▶ [What needs to be done]
Repeat word for word the opening stretch of the entries, from the first line through the line containing "tries per founder".

▶ [Data shown]
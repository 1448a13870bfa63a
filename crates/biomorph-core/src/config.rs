//! World geometry and population settings

use biomorph_organism::Rect;
use serde::{Deserialize, Serialize};

/// Shape of the world and how it is seeded
#[derive(Debug, Clone, PartialEq, Serialize, Deserialize)]
#[serde(default)]
pub struct WorldConfig {
    pub width: f64,
    pub height: f64,
    /// Random founders placed by `World::populate`
    pub initial_organisms: usize,
    pub initial_o2: f64,
    pub initial_co2: f64,
    /// Living organisms above which nobody reproduces
    pub max_population: usize,
    /// Placement tries per founder
    pub spawn_attempts: u32,
    /// Rectangles through which organisms leave the world
    pub corridors: Vec<Rect>,
}

impl Default for WorldConfig {
    fn default() -> Self {
        Self {
            width: 3000.0,
            height: 3000.0,
            initial_organisms: 100,
            initial_o2: 0.0,
            initial_co2: 100_000.0,
            max_population: 5000,
            spawn_attempts: 32,
            corridors: Vec::new(),
        }
    }
}

impl WorldConfig {
    pub fn bounds(&self) -> Rect {
        Rect::from_size(self.width.max(0.0), self.height.max(0.0))
    }
}
//! Headless run loop with periodic statistics

use anyhow::{Context, Result};
use biomorph_core::{Atmosphere, PopulationStats, World};
use std::fs;

use crate::config::AppConfig;

/// Final state of a run
#[derive(Debug, Clone, PartialEq)]
pub struct RunSummary {
    pub ticks: u64,
    pub extinct: bool,
    pub stats: PopulationStats,
    pub atmosphere: Atmosphere,
}

/// Owns the world for one run
pub struct Runner {
    world: World,
    ticks: u64,
    report_every: u64,
}

impl Runner {
    /// Build an unpopulated world from `config`, applying the configured
    /// reaction table file if there is one
    pub fn new(config: &AppConfig) -> Result<Self> {
        let mut world = World::new(
            config.world.clone(),
            config.organism_config(),
            config.run.seed,
        );

        if let Some(path) = &config.run.reaction_table {
            let text = fs::read_to_string(path)
                .with_context(|| format!("Failed to read reaction table {}", path.display()))?;
            world
                .reactions_mut()
                .extend_from_ron(&text)
                .with_context(|| format!("Failed to load reaction table {}", path.display()))?;
            log::info!(
                "Loaded reaction table {} ({} rules in effect)",
                path.display(),
                world.reactions().len()
            );
        }

        Ok(Self {
            world,
            ticks: config.run.ticks,
            report_every: config.run.report_every,
        })
    }

    pub fn world(&self) -> &World {
        &self.world
    }

    pub fn world_mut(&mut self) -> &mut World {
        &mut self.world
    }

    /// Reaction table currently in effect, as RON
    pub fn reaction_table_ron(&self) -> Result<String> {
        ron::ser::to_string_pretty(
            &self.world.reactions().to_table(),
            ron::ser::PrettyConfig::default(),
        )
        .context("Failed to serialize reaction table")
    }

    /// Place the founders and step until the tick budget is spent or the
    /// population dies out
    pub fn run(&mut self) -> RunSummary {
        if self.world.is_empty() {
            self.world.populate();
        }

        while self.world.tick() < self.ticks && !self.world.is_extinct() {
            self.world.step();
            let tick = self.world.tick();
            if self.report_every > 0 && tick % self.report_every == 0 {
                self.report();
            }
        }

        if self.world.is_extinct() {
            log::info!("Simulation ended: extinction at tick {}", self.world.tick());
        }
        self.summary()
    }

    /// Log one statistics line
    pub fn report(&self) {
        let atmosphere = self.world.atmosphere();
        log::info!(
            "tick {}: {}, O2 {:.1}, CO2 {:.1}",
            self.world.tick(),
            self.world.stats(),
            atmosphere.o2,
            atmosphere.co2
        );
    }

    pub fn summary(&self) -> RunSummary {
        RunSummary {
            ticks: self.world.tick(),
            extinct: self.world.is_extinct(),
            stats: self.world.stats().clone(),
            atmosphere: *self.world.atmosphere(),
        }
    }
}
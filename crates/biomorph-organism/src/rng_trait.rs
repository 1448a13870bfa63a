//! RNG trait abstraction for organism simulation
//!
//! Every random decision an organism makes (gene generation, mutation,
//! self-propulsion coin flips) goes through this trait so the world can
//! thread one seeded generator through a whole run.

/// Random number generator trait for organism simulation
pub trait SimRng {
    /// Generate random boolean with 50% probability
    fn coin_flip(&mut self) -> bool;

    /// Generate random f64 in [0.0, 1.0)
    fn unit_f64(&mut self) -> f64;

    /// Generate random index in [0, n); returns 0 when n is 0
    fn below(&mut self, n: usize) -> usize;

    /// Check if random value is less than probability threshold
    fn check_probability(&mut self, probability: f64) -> bool {
        self.unit_f64() < probability
    }

    /// Generate random f64 in [low, high)
    fn range_f64(&mut self, low: f64, high: f64) -> f64 {
        low + (high - low) * self.unit_f64()
    }
}

// Blanket implementation for any type implementing rand::Rng
// This covers both seeded generators (tests, headless runs) and rand::rng()
impl<T: rand::Rng> SimRng for T {
    fn coin_flip(&mut self) -> bool {
        rand::Rng::random(self)
    }

    fn unit_f64(&mut self) -> f64 {
        rand::Rng::random(self)
    }

    fn below(&mut self, n: usize) -> usize {
        if n == 0 {
            0
        } else {
            rand::Rng::random_range(self, 0..n)
        }
    }
}
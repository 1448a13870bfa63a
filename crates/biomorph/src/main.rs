use anyhow::Context;
use biomorph::{AppConfig, Runner};
use clap::Parser;
use std::path::PathBuf;

#[derive(Parser, Debug)]
#[command(author, version, about, long_about = None)]
struct Args {
    /// Configuration file (RON); `biomorph.ron` is used when present
    #[arg(long)]
    config: Option<PathBuf>,

    /// Seed for the simulation's random stream
    #[arg(long)]
    seed: Option<u64>,

    /// Number of ticks to simulate
    #[arg(long)]
    ticks: Option<u64>,

    /// Number of random founders
    #[arg(long)]
    organisms: Option<usize>,

    /// Ticks between statistics lines (0 disables them)
    #[arg(long)]
    report_every: Option<u64>,

    /// Reaction table (RON) applied over the built-in rules
    #[arg(long)]
    reactions: Option<PathBuf>,

    /// Print the reaction table in effect as RON and exit
    #[arg(long)]
    dump_reactions: bool,

    /// Log per-organism events
    #[arg(short, long)]
    verbose: bool,
}

fn main() -> anyhow::Result<()> {
    let args = Args::parse();

    let default_filter = if args.verbose { "debug" } else { "info" };
    env_logger::Builder::from_env(env_logger::Env::default().default_filter_or(default_filter))
        .init();

    let mut config = AppConfig::load(args.config.as_deref())?;
    if let Some(seed) = args.seed {
        config.run.seed = seed;
    }
    if let Some(ticks) = args.ticks {
        config.run.ticks = ticks;
    }
    if let Some(organisms) = args.organisms {
        config.world.initial_organisms = organisms;
    }
    if let Some(report_every) = args.report_every {
        config.run.report_every = report_every;
    }
    if args.reactions.is_some() {
        config.run.reaction_table = args.reactions;
    }

    let mut runner = Runner::new(&config).context("Failed to set up the world")?;

    if args.dump_reactions {
        println!("{}", runner.reaction_table_ron()?);
        return Ok(());
    }

    log::info!(
        "Starting Biomorph (seed {}, {} ticks, {} founders)",
        config.run.seed,
        config.run.ticks,
        config.world.initial_organisms
    );

    let summary = runner.run();
    runner.report();
    log::info!(
        "Finished after {} ticks{}",
        summary.ticks,
        if summary.extinct { " (extinct)" } else { "" }
    );

    Ok(())
}
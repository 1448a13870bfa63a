//! Segment type definitions and registry

use serde::{Deserialize, Serialize};

/// Closed set of segment types a gene can express.
///
/// Every type has an explicit display color (see [`SegmentType::color`]) but
/// behavior is always keyed on the variant, never on the color.
#[derive(
    Clone, Copy, Debug, Default, PartialEq, Eq, Hash, PartialOrd, Ord, Serialize, Deserialize,
)]
pub enum SegmentType {
    // Consumers
    Red,
    Fire,
    Orange,
    Maroon,
    Pink,
    Cream,
    Coral,

    // Photosynthetic
    Green,
    Forest,
    Spring,
    Lime,
    C4,
    Jade,
    Grass,
    Bark,

    // Defense and movement
    Blue,
    Sky,
    Olive,
    Ochre,
    Cyan,
    Teal,

    // Infection and support
    White,
    Plague,
    Mint,
    Magenta,
    Rose,
    Violet,
    Gray,
    Lilac,
    Spike,
    Silver,

    // Longevity and stealth
    Yellow,
    Auburn,
    Indigo,
    Blond,
    DarkGray,
    Dark,
    Gold,

    // Altered states (never drawn for new genes)
    OldBark,
    DarkJade,
    PoisonedJade,
    DarkFire,
    DarkLilac,
    DeepSky,
    DarkOlive,
    SpikePoint,
    Ice,
    LightBlue,
    LightBrown,
    GreenBrown,
    Broken,
    DeadBark,

    /// Decayed tag carried by every segment of a dead organism
    #[default]
    Brown,
}

impl SegmentType {
    /// Number of segment types
    pub const COUNT: usize = 53;

    /// All segment types in declaration order
    pub const ALL: [SegmentType; Self::COUNT] = [
        SegmentType::Red,
        SegmentType::Fire,
        SegmentType::Orange,
        SegmentType::Maroon,
        SegmentType::Pink,
        SegmentType::Cream,
        SegmentType::Coral,
        SegmentType::Green,
        SegmentType::Forest,
        SegmentType::Spring,
        SegmentType::Lime,
        SegmentType::C4,
        SegmentType::Jade,
        SegmentType::Grass,
        SegmentType::Bark,
        SegmentType::Blue,
        SegmentType::Sky,
        SegmentType::Olive,
        SegmentType::Ochre,
        SegmentType::Cyan,
        SegmentType::Teal,
        SegmentType::White,
        SegmentType::Plague,
        SegmentType::Mint,
        SegmentType::Magenta,
        SegmentType::Rose,
        SegmentType::Violet,
        SegmentType::Gray,
        SegmentType::Lilac,
        SegmentType::Spike,
        SegmentType::Silver,
        SegmentType::Yellow,
        SegmentType::Auburn,
        SegmentType::Indigo,
        SegmentType::Blond,
        SegmentType::DarkGray,
        SegmentType::Dark,
        SegmentType::Gold,
        SegmentType::OldBark,
        SegmentType::DarkJade,
        SegmentType::PoisonedJade,
        SegmentType::DarkFire,
        SegmentType::DarkLilac,
        SegmentType::DeepSky,
        SegmentType::DarkOlive,
        SegmentType::SpikePoint,
        SegmentType::Ice,
        SegmentType::LightBlue,
        SegmentType::LightBrown,
        SegmentType::GreenBrown,
        SegmentType::Broken,
        SegmentType::DeadBark,
        SegmentType::Brown,
    ];

    /// Photosynthetic types that herbivores and fire feed on
    pub const PLANTS: [SegmentType; 8] = [
        SegmentType::Green,
        SegmentType::Forest,
        SegmentType::Spring,
        SegmentType::Lime,
        SegmentType::C4,
        SegmentType::Jade,
        SegmentType::Grass,
        SegmentType::Bark,
    ];

    /// Position in [`SegmentType::ALL`]
    pub fn index(self) -> usize {
        self as usize
    }

    /// RGBA display color
    pub const fn color(self) -> [u8; 4] {
        let [r, g, b] = match self {
            SegmentType::Red => [255, 0, 0],
            SegmentType::Fire => [255, 100, 0],
            SegmentType::Orange => [255, 200, 0],
            SegmentType::Maroon => [128, 0, 0],
            SegmentType::Pink => [255, 175, 175],
            SegmentType::Cream => [208, 192, 140],
            SegmentType::Coral => [255, 100, 138],
            SegmentType::Green => [0, 255, 0],
            SegmentType::Forest => [0, 128, 0],
            SegmentType::Spring => [0, 255, 128],
            SegmentType::Lime => [176, 255, 0],
            SegmentType::C4 => [96, 192, 96],
            SegmentType::Jade => [0, 168, 107],
            SegmentType::Grass => [144, 176, 64],
            SegmentType::Bark => [96, 128, 64],
            SegmentType::Blue => [0, 0, 255],
            SegmentType::Sky => [128, 192, 255],
            SegmentType::Olive => [176, 176, 0],
            SegmentType::Ochre => [204, 119, 34],
            SegmentType::Cyan => [0, 255, 255],
            SegmentType::Teal => [0, 128, 128],
            SegmentType::White => [255, 255, 255],
            SegmentType::Plague => [255, 192, 255],
            SegmentType::Mint => [160, 224, 160],
            SegmentType::Magenta => [255, 0, 255],
            SegmentType::Rose => [255, 0, 128],
            SegmentType::Violet => [128, 0, 128],
            SegmentType::Gray => [128, 128, 128],
            SegmentType::Lilac => [192, 128, 255],
            SegmentType::Spike => [164, 132, 100],
            SegmentType::Silver => [192, 192, 192],
            SegmentType::Yellow => [255, 255, 0],
            SegmentType::Auburn => [128, 48, 48],
            SegmentType::Indigo => [111, 0, 255],
            SegmentType::Blond => [255, 255, 128],
            SegmentType::DarkGray => [64, 64, 64],
            SegmentType::Dark => [32, 16, 8],
            SegmentType::Gold => [212, 175, 55],
            SegmentType::OldBark => [80, 40, 0],
            SegmentType::DarkJade => [0, 84, 54],
            SegmentType::PoisonedJade => [54, 84, 54],
            SegmentType::DarkFire => [232, 146, 70],
            SegmentType::DarkLilac => [96, 64, 96],
            SegmentType::DeepSky => [64, 96, 255],
            SegmentType::DarkOlive => [88, 88, 0],
            SegmentType::SpikePoint => [164, 132, 99],
            SegmentType::Ice => [64, 96, 128],
            SegmentType::LightBlue => [0, 0, 100],
            SegmentType::LightBrown => [128, 112, 64],
            SegmentType::GreenBrown => [128, 132, 64],
            SegmentType::Broken => [100, 132, 100],
            SegmentType::DeadBark => [128, 96, 64],
            SegmentType::Brown => [150, 75, 0],
        };
        [r, g, b, 255]
    }

    /// Which per-gene reaction code governs a segment touching this type
    pub const fn category(self) -> ReactionCategory {
        match self {
            SegmentType::Red => ReactionCategory::Red,
            SegmentType::Fire => ReactionCategory::Fire,
            SegmentType::Orange => ReactionCategory::Orange,
            SegmentType::Maroon => ReactionCategory::Maroon,
            SegmentType::Pink => ReactionCategory::Pink,
            SegmentType::Cream => ReactionCategory::Cream,
            SegmentType::Coral => ReactionCategory::Coral,
            SegmentType::Green
            | SegmentType::Forest
            | SegmentType::Spring
            | SegmentType::Lime
            | SegmentType::C4
            | SegmentType::Jade
            | SegmentType::Grass => ReactionCategory::Green,
            SegmentType::Bark => ReactionCategory::Bark,
            SegmentType::Blue => ReactionCategory::Blue,
            SegmentType::Sky => ReactionCategory::Sky,
            SegmentType::Olive => ReactionCategory::Olive,
            SegmentType::Ochre => ReactionCategory::Ochre,
            SegmentType::White => ReactionCategory::White,
            SegmentType::Plague => ReactionCategory::Plague,
            SegmentType::Mint => ReactionCategory::Mint,
            SegmentType::Magenta => ReactionCategory::Magenta,
            SegmentType::Violet => ReactionCategory::Violet,
            SegmentType::Gray => ReactionCategory::Gray,
            SegmentType::Lilac | SegmentType::DarkLilac => ReactionCategory::Lilac,
            SegmentType::Spike => ReactionCategory::Spike,
            SegmentType::SpikePoint => ReactionCategory::SpikePoint,
            SegmentType::Silver => ReactionCategory::Silver,
            SegmentType::LightBlue => ReactionCategory::LightBlue,
            SegmentType::LightBrown => ReactionCategory::LightBrown,
            SegmentType::GreenBrown => ReactionCategory::GreenBrown,
            SegmentType::Brown => ReactionCategory::Brown,
            SegmentType::Ice | SegmentType::DeepSky => ReactionCategory::Ice,
            SegmentType::OldBark
            | SegmentType::DarkJade
            | SegmentType::PoisonedJade
            | SegmentType::DarkFire
            | SegmentType::DarkOlive
            | SegmentType::Broken
            | SegmentType::DeadBark => ReactionCategory::Sick,
            SegmentType::Cyan
            | SegmentType::Teal
            | SegmentType::Rose
            | SegmentType::Yellow
            | SegmentType::Auburn
            | SegmentType::Indigo
            | SegmentType::Blond
            | SegmentType::DarkGray
            | SegmentType::Dark
            | SegmentType::Gold => ReactionCategory::Default,
        }
    }
}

▶ [Output below]
repository 1448a13870bfa63a
filename crates/biomorph-core/src/config.rs
//! World geometry and population settings

use biomorph_organism::Rect;
use serde::{Deserialize, Serialize};

/// Shape of the world and how it is seeded
#[derive(Debug, Clone, PartialEq, Serialize, Deserialize)]
#[serde(default)]
pub struct WorldConfig {
    pub width: f64,
    pub height: f64,
    /// Random founders placed by `World::populate`
    pub initial_organisms: usize,
    pub initial_o2: f64,
    pub initial_co2: f64,
    /// Living organisms above which nobody reproduces
    pub max_population: usize,
    /// Placement tries per founder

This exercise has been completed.